Problem requirements >>
What's needed is a full, exact retyping of the records.

··· Data for analysis

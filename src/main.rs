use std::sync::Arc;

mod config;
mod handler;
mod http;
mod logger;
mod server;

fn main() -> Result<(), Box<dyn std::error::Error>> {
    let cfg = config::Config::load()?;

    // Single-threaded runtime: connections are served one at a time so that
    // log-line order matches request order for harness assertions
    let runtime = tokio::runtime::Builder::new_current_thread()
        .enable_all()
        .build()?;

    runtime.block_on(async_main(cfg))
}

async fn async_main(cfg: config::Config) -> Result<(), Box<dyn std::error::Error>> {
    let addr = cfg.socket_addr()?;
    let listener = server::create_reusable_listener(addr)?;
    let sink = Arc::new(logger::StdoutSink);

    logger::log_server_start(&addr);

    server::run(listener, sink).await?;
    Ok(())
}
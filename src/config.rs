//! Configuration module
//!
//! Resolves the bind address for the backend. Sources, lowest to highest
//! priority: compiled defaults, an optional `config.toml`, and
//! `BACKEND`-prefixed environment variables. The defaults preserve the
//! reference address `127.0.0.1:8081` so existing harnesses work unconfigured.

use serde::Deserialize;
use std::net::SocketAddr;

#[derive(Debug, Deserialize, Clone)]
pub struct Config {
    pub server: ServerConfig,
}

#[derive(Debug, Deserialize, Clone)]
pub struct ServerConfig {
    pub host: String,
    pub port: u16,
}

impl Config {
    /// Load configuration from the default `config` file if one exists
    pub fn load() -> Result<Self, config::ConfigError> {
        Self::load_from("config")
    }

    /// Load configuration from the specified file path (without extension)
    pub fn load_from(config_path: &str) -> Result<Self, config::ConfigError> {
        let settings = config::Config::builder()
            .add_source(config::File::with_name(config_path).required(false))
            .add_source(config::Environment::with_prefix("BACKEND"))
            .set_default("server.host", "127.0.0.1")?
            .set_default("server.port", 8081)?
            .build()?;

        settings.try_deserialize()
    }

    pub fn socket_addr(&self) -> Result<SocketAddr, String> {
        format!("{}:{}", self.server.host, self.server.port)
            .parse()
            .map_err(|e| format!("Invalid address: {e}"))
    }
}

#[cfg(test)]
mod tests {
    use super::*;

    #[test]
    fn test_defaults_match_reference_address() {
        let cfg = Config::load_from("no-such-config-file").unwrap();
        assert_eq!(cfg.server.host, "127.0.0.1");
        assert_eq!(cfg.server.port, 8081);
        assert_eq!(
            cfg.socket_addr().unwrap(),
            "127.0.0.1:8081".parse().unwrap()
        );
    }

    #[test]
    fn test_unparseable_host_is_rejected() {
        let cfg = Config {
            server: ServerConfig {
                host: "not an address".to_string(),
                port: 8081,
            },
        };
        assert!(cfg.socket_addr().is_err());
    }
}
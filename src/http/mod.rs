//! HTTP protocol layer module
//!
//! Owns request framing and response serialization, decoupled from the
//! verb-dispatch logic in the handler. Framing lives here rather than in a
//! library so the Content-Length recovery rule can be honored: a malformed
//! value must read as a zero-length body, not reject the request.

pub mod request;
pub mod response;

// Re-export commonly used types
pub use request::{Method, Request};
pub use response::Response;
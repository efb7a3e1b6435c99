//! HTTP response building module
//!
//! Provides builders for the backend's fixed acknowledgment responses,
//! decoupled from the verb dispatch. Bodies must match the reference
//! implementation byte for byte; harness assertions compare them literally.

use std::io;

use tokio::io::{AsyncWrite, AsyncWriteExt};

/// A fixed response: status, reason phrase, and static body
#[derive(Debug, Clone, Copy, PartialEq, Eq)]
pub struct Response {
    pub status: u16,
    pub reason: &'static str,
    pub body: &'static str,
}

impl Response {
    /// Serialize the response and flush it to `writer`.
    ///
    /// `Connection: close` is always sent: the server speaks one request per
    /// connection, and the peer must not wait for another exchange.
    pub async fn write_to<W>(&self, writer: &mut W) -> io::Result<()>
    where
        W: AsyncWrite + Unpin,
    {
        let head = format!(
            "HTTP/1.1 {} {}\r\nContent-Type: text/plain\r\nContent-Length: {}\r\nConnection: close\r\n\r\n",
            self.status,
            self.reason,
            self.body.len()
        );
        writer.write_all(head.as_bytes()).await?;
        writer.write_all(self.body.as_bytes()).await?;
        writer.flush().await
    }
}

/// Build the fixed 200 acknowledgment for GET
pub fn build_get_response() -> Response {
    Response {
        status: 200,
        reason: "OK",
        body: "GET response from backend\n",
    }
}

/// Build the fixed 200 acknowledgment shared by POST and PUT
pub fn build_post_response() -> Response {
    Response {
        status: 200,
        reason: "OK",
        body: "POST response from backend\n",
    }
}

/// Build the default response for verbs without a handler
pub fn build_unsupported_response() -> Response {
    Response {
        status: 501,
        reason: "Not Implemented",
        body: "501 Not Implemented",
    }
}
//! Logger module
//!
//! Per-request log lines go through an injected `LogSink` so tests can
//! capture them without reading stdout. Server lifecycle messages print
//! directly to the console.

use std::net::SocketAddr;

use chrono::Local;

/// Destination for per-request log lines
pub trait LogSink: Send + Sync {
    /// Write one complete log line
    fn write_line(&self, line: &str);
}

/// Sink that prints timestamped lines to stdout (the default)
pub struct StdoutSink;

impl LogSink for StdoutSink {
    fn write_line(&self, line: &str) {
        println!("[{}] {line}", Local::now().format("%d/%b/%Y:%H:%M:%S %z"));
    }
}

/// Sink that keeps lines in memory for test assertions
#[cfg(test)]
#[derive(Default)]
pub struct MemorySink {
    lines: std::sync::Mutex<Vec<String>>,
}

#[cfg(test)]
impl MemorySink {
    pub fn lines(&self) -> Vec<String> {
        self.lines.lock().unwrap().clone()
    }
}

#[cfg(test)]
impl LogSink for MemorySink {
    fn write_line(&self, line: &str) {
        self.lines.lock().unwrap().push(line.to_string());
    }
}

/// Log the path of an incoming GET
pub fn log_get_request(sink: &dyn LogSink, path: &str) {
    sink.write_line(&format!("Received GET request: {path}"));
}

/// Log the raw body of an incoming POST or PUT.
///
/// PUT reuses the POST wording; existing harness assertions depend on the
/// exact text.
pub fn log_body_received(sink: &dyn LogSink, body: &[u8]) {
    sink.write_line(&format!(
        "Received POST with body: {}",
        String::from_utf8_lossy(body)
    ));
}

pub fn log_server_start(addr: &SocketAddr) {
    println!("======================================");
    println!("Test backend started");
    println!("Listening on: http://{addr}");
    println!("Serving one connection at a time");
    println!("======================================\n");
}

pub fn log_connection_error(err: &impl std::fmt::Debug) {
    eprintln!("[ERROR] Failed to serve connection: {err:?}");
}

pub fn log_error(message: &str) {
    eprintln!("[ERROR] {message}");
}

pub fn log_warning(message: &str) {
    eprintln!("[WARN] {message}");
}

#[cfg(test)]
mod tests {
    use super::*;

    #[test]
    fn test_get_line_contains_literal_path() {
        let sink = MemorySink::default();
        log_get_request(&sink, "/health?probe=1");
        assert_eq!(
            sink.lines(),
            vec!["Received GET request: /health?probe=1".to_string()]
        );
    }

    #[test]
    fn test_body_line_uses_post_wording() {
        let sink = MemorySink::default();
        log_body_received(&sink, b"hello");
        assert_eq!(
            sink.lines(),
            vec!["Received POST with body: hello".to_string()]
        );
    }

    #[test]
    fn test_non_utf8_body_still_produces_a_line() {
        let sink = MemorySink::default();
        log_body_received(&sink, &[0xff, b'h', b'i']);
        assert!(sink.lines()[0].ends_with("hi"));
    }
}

······

Result of the task >>
filename src/main.rs
use std::sync::Arc;

mod config;
mod handler;
mod http;
mod logger;
mod server;

fn main() -> Result<(), Box<dyn std::error::Error>> {
    let cfg = config::Config::load()?;

    // Single-threaded runtime: connections are served one at a time so that
    // log-line order matches request order for harness assertions
    let runtime = tokio::runtime::Builder::new_current_thread()
        .enable_all()
        .build()?;

    runtime.block_on(async_main(cfg))
}

async fn async_main(cfg: config::Config) -> Result<(), Box<dyn std::error::Error>> {
    let addr = cfg.socket_addr()?;
    let listener = server::create_reusable_listener(addr)?;
    let sink = Arc::new(logger::StdoutSink);

    logger::log_server_start(&addr);

    server::run(listener, sink).await?;
    Ok(())
}
filename src/config.rs
//! Configuration module
//!
//! Resolves the bind address for the backend. Sources, lowest to highest
//! priority: compiled defaults, an optional `config.toml`, and
//! `BACKEND`-prefixed environment variables. The defaults preserve the
//! reference address `127.0.0.1:8081` so existing harnesses work unconfigured.

use serde::Deserialize;
use std::net::SocketAddr;

#[derive(Debug, Deserialize, Clone)]
pub struct Config {
    pub server: ServerConfig,
}

#[derive(Debug, Deserialize, Clone)]
pub struct ServerConfig {
    pub host: String,
    pub port: u16,
}

impl Config {
    /// Load configuration from the default `config` file if one exists
    pub fn load() -> Result<Self, config::ConfigError> {
        Self::load_from("config")
    }

    /// Load configuration from the specified file path (without extension)
    pub fn load_from(config_path: &str) -> Result<Self, config::ConfigError> {
        let settings = config::Config::builder()
            .add_source(config::File::with_name(config_path).required(false))
            .add_source(config::Environment::with_prefix("BACKEND"))
            .set_default("server.host", "127.0.0.1")?
            .set_default("server.port", 8081)?
            .build()?;

        settings.try_deserialize()
    }

    pub fn socket_addr(&self) -> Result<SocketAddr, String> {
        format!("{}:{}", self.server.host, self.server.port)
            .parse()
            .map_err(|e| format!("Invalid address: {e}"))
    }
}

#[cfg(test)]
mod tests {
    use super::*;

    #[test]
    fn test_defaults_match_reference_address() {
        let cfg = Config::load_from("no-such-config-file").unwrap();
        assert_eq!(cfg.server.host, "127.0.0.1");
        assert_eq!(cfg.server.port, 8081);
        assert_eq!(
            cfg.socket_addr().unwrap(),
            "127.0.0.1:8081".parse().unwrap()
        );
    }

    #[test]
    fn test_unparseable_host_is_rejected() {
        let cfg = Config {
            server: ServerConfig {
                host: "not an address".to_string(),
                port: 8081,
            },
        };
        assert!(cfg.socket_addr().is_err());
    }
}
filename src/http/mod.rs
//! HTTP protocol layer module
//!
//! Owns request framing and response serialization, decoupled from the
//! verb-dispatch logic in the handler. Framing lives here rather than in a
//! library so the Content-Length recovery rule can be honored: a malformed
//! value must read as a zero-length body, not reject the request.

pub mod request;
pub mod response;

// Re-export commonly used types
pub use request::{Method, Request};
pub use response::Response;
repository efb7a3e1b6435c99
//! HTTP response building module
//!
//! Provides builders for the backend's fixed acknowledgment responses,
//! decoupled from the verb dispatch. Bodies must match the reference
//! implementation byte for byte; harness assertions compare them literally.

use std::io;

use tokio::io::{AsyncWrite, AsyncWriteExt};

/// A fixed response: status, reason phrase, and static body
#[derive(Debug, Clone, Copy, PartialEq, Eq)]
pub struct Response {
    pub status: u16,
    pub reason: &'static str,
    pub body: &'static str,
}

impl Response {
    /// Serialize the response and flush it to `writer`.
    ///
    /// `Connection: close` is always sent: the server speaks one request per
    /// connection, and the peer must not wait for another exchange.
    pub async fn write_to<W>(&self, writer: &mut W) -> io::Result<()>
    where
        W: AsyncWrite + Unpin,
    {
        let head = format!(
            "HTTP/1.1 {} {}\r\nContent-Type: text/plain\r\nContent-Length: {}\r\nConnection: close\r\n\r\n",
            self.status,
            self.reason,
            self.body.len()
        );
        writer.write_all(head.as_bytes()).await?;
        writer.write_all(self.body.as_bytes()).await?;
        writer.flush().await
    }
}

/// Build the fixed 200 acknowledgment for GET
pub fn build_get_response() -> Response {
    Response {
        status: 200,
        reason: "OK",
        body: "GET response from backend\n",
    }
}

/// Build the fixed 200 acknowledgment shared by POST and PUT
pub fn build_post_response() -> Response {
    Response {
        status: 200,
        reason: "OK",
        body: "POST response from backend\n",
    }
}

/// Build the default response for verbs without a handler
pub fn build_unsupported_response() -> Response {
    Response {
        status: 501,
        reason: "Not Implemented",
        body: "501 Not Implemented",
    }
}
//! Logger module
//!
//! Per-request log lines go through an injected `LogSink` so tests can
//! capture them without reading stdout. Server lifecycle messages print
//! directly to the console.

use std::net::SocketAddr;

use chrono::Local;

/// Destination for per-request log lines
pub trait LogSink: Send + Sync {
    /// Write one complete log line
    fn write_line(&self, line: &str);
}

/// Sink that prints timestamped lines to stdout (the default)
pub struct StdoutSink;

impl LogSink for StdoutSink {
    fn write_line(&self, line: &str) {
        println!("[{}] {line}", Local::now().format("%d/%b/%Y:%H:%M:%S %z"));
    }
}

/// Sink that keeps lines in memory for test assertions
#[cfg(test)]
#[derive(Default)]
pub struct MemorySink {
    lines: std::sync::Mutex<Vec<String>>,
}

#[cfg(test)]
impl MemorySink {
    pub fn lines(&self) -> Vec<String> {
        self.lines.lock().unwrap().clone()
    }
}

#[cfg(test)]
impl LogSink for MemorySink {
    fn write_line(&self, line: &str) {
        self.lines.lock().unwrap().push(line.to_string());
    }
}

/// Log the path of an incoming GET
pub fn log_get_request(sink: &dyn LogSink, path: &str) {
    sink.write_line(&format!("Received GET request: {path}"));
}

/// Log the raw body of an incoming POST or PUT.
///
/// PUT reuses the POST wording; existing harness assertions depend on the
/// exact text.
pub fn log_body_received(sink: &dyn LogSink, body: &[u8]) {
    sink.write_line(&format!(
        "Received POST with body: {}",
        String::from_utf8_lossy(body)
    ));
}

pub fn log_server_start(addr: &SocketAddr) {
    println!("======================================");
    println!("Test backend started");
    println!("Listening on: http://{addr}");
    println!("Serving one connection at a time");
    println!("======================================\n");
}

pub fn log_connection_error(err: &impl std::fmt::Debug) {
    eprintln!("[ERROR] Failed to serve connection: {err:?}");
}

pub fn log_error(message: &str) {
    eprintln!("[ERROR] {message}");
}

pub fn log_warning(message: &str) {
    eprintln!("[WARN] {message}");
}

#[cfg(test)]
mod tests {
    use super::*;

    #[test]
    fn test_get_line_contains_literal_path() {
        let sink = MemorySink::default();
        log_get_request(&sink, "/health?probe=1");
        assert_eq!(
            sink.lines(),
            vec!["Received GET request: /health?probe=1".to_string()]
        );
    }

    #[test]
    fn test_body_line_uses_post_wording() {
        let sink = MemorySink::default();
        log_body_received(&sink, b"hello");
        assert_eq!(
            sink.lines(),
            vec!["Received POST with body: hello".to_string()]
        );
    }

    #[test]
    fn test_non_utf8_body_still_produces_a_line() {
        let sink = MemorySink::default();
        log_body_received(&sink, &[0xff, b'h', b'i']);
        assert!(sink.lines()[0].ends_with("hi"));
    }
}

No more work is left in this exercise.